UC Berkeley is leading a $12.3 million project funded by the U.S. Department of Energy to examine the role of epigenetics in allowing plants to survive in drought conditions, an increasing concern for agriculture as the effects of climate change are felt in California and globally.
UC Berkeley researchers will partner with scientists at UC Agriculture and Natural Resources, the Energy Department’s Joint Genome Institute and that agency’s Pacific Northwest National Laboratory on the five-year project, called Epigenetic Control of Drought Response in Sorghum, or EPICON.
The grant, announced today, comes in the midst of a historic drought in California. Over three years of field testing, researchers will dissect mechanisms by which sorghum, a close relative of corn, is able to survive water deprivation.

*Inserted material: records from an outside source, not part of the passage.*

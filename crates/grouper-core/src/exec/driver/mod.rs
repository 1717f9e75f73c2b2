//! Module: exec::driver
//! Responsibility: two-source group-boundary driver and group emission.
//! Does not own: hash aggregation or spill reconciliation.
//! Boundary: consumes the key-sorted direct stream plus the reconciled
//! partial stream and pushes finalized group rows to the caller's sink.

#[cfg(test)]
mod tests;

use crate::{
    error::{ErrorOrigin, InternalError},
    exec::{
        interrupt::{Interrupt, poll},
        key::{GroupKey, KeyOrder},
        predicate::{GroupLimit, GroupPredicate},
        rollup::{FinalizedDimension, RollupFinalizer},
        row::{Row, RowSink},
        spec::GroupBySpec,
        spill::{DirectRow, PartialStream},
    },
    value::Value,
};
use std::{cmp::Ordering, vec};

///
/// OutputRow
///
/// One finalized group. `rollup_level` 0 is a base group; level `i` is a
/// supergroup whose trailing `i` key columns are NULL.
///

#[derive(Clone, Debug, PartialEq)]
pub struct OutputRow {
    pub key: Vec<Value>,
    pub aggregates: Vec<Value>,
    pub first_row: Option<Row>,
    pub group_num: u64,
    pub rollup_level: usize,
}

///
/// EmitSummary
///

#[derive(Clone, Copy, Debug, Default, Eq, PartialEq)]
pub(crate) struct EmitSummary {
    pub(crate) rows_emitted: u64,
    pub(crate) candidates: u64,
    pub(crate) stop_scan: bool,
}

///
/// GroupEmitter
///
/// Applies HAVING and then the group-number limit to each finalized group.
/// HAVING-rejected groups never consume a group number.
///

pub(crate) struct GroupEmitter<'a> {
    having: Option<&'a dyn GroupPredicate>,
    limit: Option<&'a GroupLimit>,
    summary: EmitSummary,
}

impl<'a> GroupEmitter<'a> {
    pub(crate) fn new(spec: &'a GroupBySpec) -> Self {
        Self {
            having: spec.having.as_deref(),
            limit: spec.limit.as_ref(),
            summary: EmitSummary::default(),
        }
    }

    pub(crate) const fn stop_scan(&self) -> bool {
        self.summary.stop_scan
    }

    pub(crate) const fn summary(&self) -> EmitSummary {
        self.summary
    }

    pub(crate) fn offer(
        &mut self,
        key: Vec<Value>,
        aggregates: Vec<Value>,
        first_row: Option<Row>,
        rollup_level: usize,
        sink: &mut dyn RowSink<OutputRow>,
    ) -> Result<(), InternalError> {
        if self.summary.stop_scan {
            return Ok(());
        }

        let row = OutputRow {
            key,
            aggregates,
            first_row,
            group_num: self.summary.candidates.saturating_add(1),
            rollup_level,
        };

        if let Some(having) = self.having
            && !having.evaluate(&row).passes()?
        {
            return Ok(());
        }
        self.summary.candidates = row.group_num;

        if let Some(limit) = self.limit
            && !limit.evaluate(&row).passes()?
        {
            if limit.stop_when_false() {
                self.summary.stop_scan = true;
            }
            return Ok(());
        }

        sink.push(row)?;
        self.summary.rows_emitted = self.summary.rows_emitted.saturating_add(1);

        Ok(())
    }
}

///
/// DriverState
///

#[derive(Clone, Copy, Debug, Eq, PartialEq)]
pub(crate) enum DriverState {
    Init,
    ScanningGroup,
    NoMoreInput,
    Finalizing,
    Done,
}

///
/// Boundary
///
/// Why the current group is being finalized.
///

#[derive(Debug)]
enum Boundary {
    KeyChange { diff_pos: usize, next: DirectRow },
    EndOfInput,
}

///
/// GroupByDriver
///
/// Walks the sorted direct stream, detects key changes, loads each group's
/// reconciled partial state and finalizes groups through the rollup levels.
///

pub(crate) struct GroupByDriver<'a> {
    key_order: &'a KeyOrder,
    rollup: RollupFinalizer<'a>,
    partials: PartialStream,
    interrupt: &'a dyn Interrupt,
    emitter: GroupEmitter<'a>,
    state: DriverState,
    current_key: Option<GroupKey>,
    first_row: Option<Row>,
    pending: Option<Boundary>,
}

impl<'a> GroupByDriver<'a> {
    pub(crate) fn new(
        spec: &'a GroupBySpec,
        partials: PartialStream,
        interrupt: &'a dyn Interrupt,
    ) -> Self {
        Self {
            key_order: &spec.key_order,
            rollup: RollupFinalizer::new(&spec.aggregates, spec.key_count(), spec.is_rollup()),
            partials,
            interrupt,
            emitter: GroupEmitter::new(spec),
            state: DriverState::Init,
            current_key: None,
            first_row: None,
            pending: None,
        }
    }

    #[cfg(test)]
    pub(crate) const fn state(&self) -> DriverState {
        self.state
    }

    /// Drive `direct` (already sorted by the grouping comparator) to completion.
    pub(crate) fn run(
        mut self,
        direct: Vec<DirectRow>,
        sink: &mut dyn RowSink<OutputRow>,
    ) -> Result<EmitSummary, InternalError> {
        let mut input = direct.into_iter();

        while self.state != DriverState::Done {
            self.state = self.step(&mut input, sink)?;
        }

        Ok(self.emitter.summary())
    }

    fn step(
        &mut self,
        input: &mut vec::IntoIter<DirectRow>,
        sink: &mut dyn RowSink<OutputRow>,
    ) -> Result<DriverState, InternalError> {
        match self.state {
            DriverState::Init => {
                poll(self.interrupt, ErrorOrigin::Driver)?;
                match input.next() {
                    Some(first) => {
                        self.start_group(first)?;
                        Ok(DriverState::ScanningGroup)
                    }
                    None => Ok(DriverState::NoMoreInput),
                }
            }
            DriverState::ScanningGroup => {
                poll(self.interrupt, ErrorOrigin::Driver)?;
                match input.next() {
                    Some(next) => self.scan(next),
                    None => Ok(DriverState::NoMoreInput),
                }
            }
            DriverState::NoMoreInput => {
                self.pending = Some(Boundary::EndOfInput);
                Ok(DriverState::Finalizing)
            }
            DriverState::Finalizing => self.finalize_boundary(sink),
            DriverState::Done => Ok(DriverState::Done),
        }
    }

    // Same key: fold. Later key: schedule a boundary. Earlier key: unsorted input.
    fn scan(&mut self, next: DirectRow) -> Result<DriverState, InternalError> {
        let Some(current) = self.current_key.as_ref() else {
            return Err(InternalError::driver_invariant(
                "scanning without a current group key",
            ));
        };

        let cmp = self.key_order.compare(current.values(), next.key.values())?;
        match cmp.ordering {
            Ordering::Equal => {
                self.accumulate(next.row)?;
                Ok(DriverState::ScanningGroup)
            }
            Ordering::Less => {
                self.pending = Some(Boundary::KeyChange {
                    diff_pos: cmp.diff_pos,
                    next,
                });
                Ok(DriverState::Finalizing)
            }
            Ordering::Greater => Err(InternalError::driver_invariant(format!(
                "direct stream out of order at key {:?}",
                next.key.values()
            ))),
        }
    }

    fn start_group(&mut self, first: DirectRow) -> Result<(), InternalError> {
        let DirectRow { key, row } = first;

        self.rollup.start_idle()?;
        self.load_partial(&key)?;
        self.current_key = Some(key);
        self.first_row = None;

        self.accumulate(row)
    }

    // Every reconciled partial owns at least one direct row, so the partial
    // cursor can never fall behind the direct key.
    fn load_partial(&mut self, key: &GroupKey) -> Result<(), InternalError> {
        let ordering = match self.partials.peek() {
            Some(partial) => self
                .key_order
                .ordering(partial.key.values(), key.values())?,
            None => return Ok(()),
        };

        match ordering {
            Ordering::Less => Err(InternalError::driver_invariant(format!(
                "partial group sorts before direct key {:?} and can never be matched",
                key.values()
            ))),
            Ordering::Equal => {
                if let Some(partial) = self.partials.take() {
                    self.rollup
                        .merge_partial(partial.accumulators, partial.row_count)?;
                }
                Ok(())
            }
            Ordering::Greater => Ok(()),
        }
    }

    // Markers open a group but carry no row to fold.
    fn accumulate(&mut self, row: Option<Row>) -> Result<(), InternalError> {
        if let Some(row) = row {
            self.rollup.accumulate(&row)?;
            if self.first_row.is_none() {
                self.first_row = Some(row);
            }
        }

        Ok(())
    }

    fn finalize_boundary(
        &mut self,
        sink: &mut dyn RowSink<OutputRow>,
    ) -> Result<DriverState, InternalError> {
        poll(self.interrupt, ErrorOrigin::Driver)?;

        let boundary = self.pending.take().unwrap_or(Boundary::EndOfInput);
        let finalized = match (&boundary, &self.current_key) {
            (_, None) => Vec::new(),
            (Boundary::KeyChange { diff_pos, .. }, Some(_)) => {
                self.rollup.finalize_changed(*diff_pos)?
            }
            (Boundary::EndOfInput, Some(_)) => self.rollup.finalize_all()?,
        };
        self.emit(finalized, sink)?;

        if self.emitter.stop_scan() {
            return Ok(DriverState::Done);
        }

        match boundary {
            Boundary::KeyChange { next, .. } => {
                self.start_group(next)?;
                Ok(DriverState::ScanningGroup)
            }
            Boundary::EndOfInput => {
                if !self.partials.is_exhausted() {
                    return Err(InternalError::driver_invariant(
                        "partial groups left unmatched at end of input",
                    ));
                }
                Ok(DriverState::Done)
            }
        }
    }

    fn emit(
        &mut self,
        finalized: Vec<FinalizedDimension>,
        sink: &mut dyn RowSink<OutputRow>,
    ) -> Result<(), InternalError> {
        let Some(current) = self.current_key.as_ref() else {
            return Ok(());
        };

        for dim in finalized {
            let first_row = if dim.level == 0 {
                self.first_row.take()
            } else {
                None
            };
            self.emitter.offer(
                current.with_null_suffix(dim.prefix_len),
                dim.aggregates,
                first_row,
                dim.level,
                sink,
            )?;
            if self.emitter.stop_scan() {
                break;
            }
        }

        Ok(())
    }
}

Peggy Lemaux, cooperative extension specialist at UC Berkeley’s Department of Plant and Microbial Biology, is heading the entire project. Co-investigators are Devin Coleman-Derr, Elizabeth Purdom and John Taylor from UC Berkeley; Jeffrey Dahlberg and Robert Hutmacher from UC Agriculture and Natural Resources; Chia-Lin Wei from the DOE Joint Genome Institute; and Christer Jansson from the Pacific Northwest National Laboratory.
“Historically, the genetic manipulation of crops, which has been critical to increasing agricultural productivity, has concentrated on altering the plant’s genetic sequence, encoded in its DNA,” said Lemaux. “However, recent studies have shown that environmental stresses – in our case drought – can lead to epigenetic changes in a plant’s genetic information. Because epigenetic changes occur without altering the underlying DNA sequence, they allow plants to respond to a changing environment more quickly.”
Over the next three years, a variety of observable plant traits will be followed, such as plant height and grain yield. In addition, leaf and root samples will be taken to investigate responses to drought at the molecular level, including how gene expression changes and which proteins and metabolites are altered.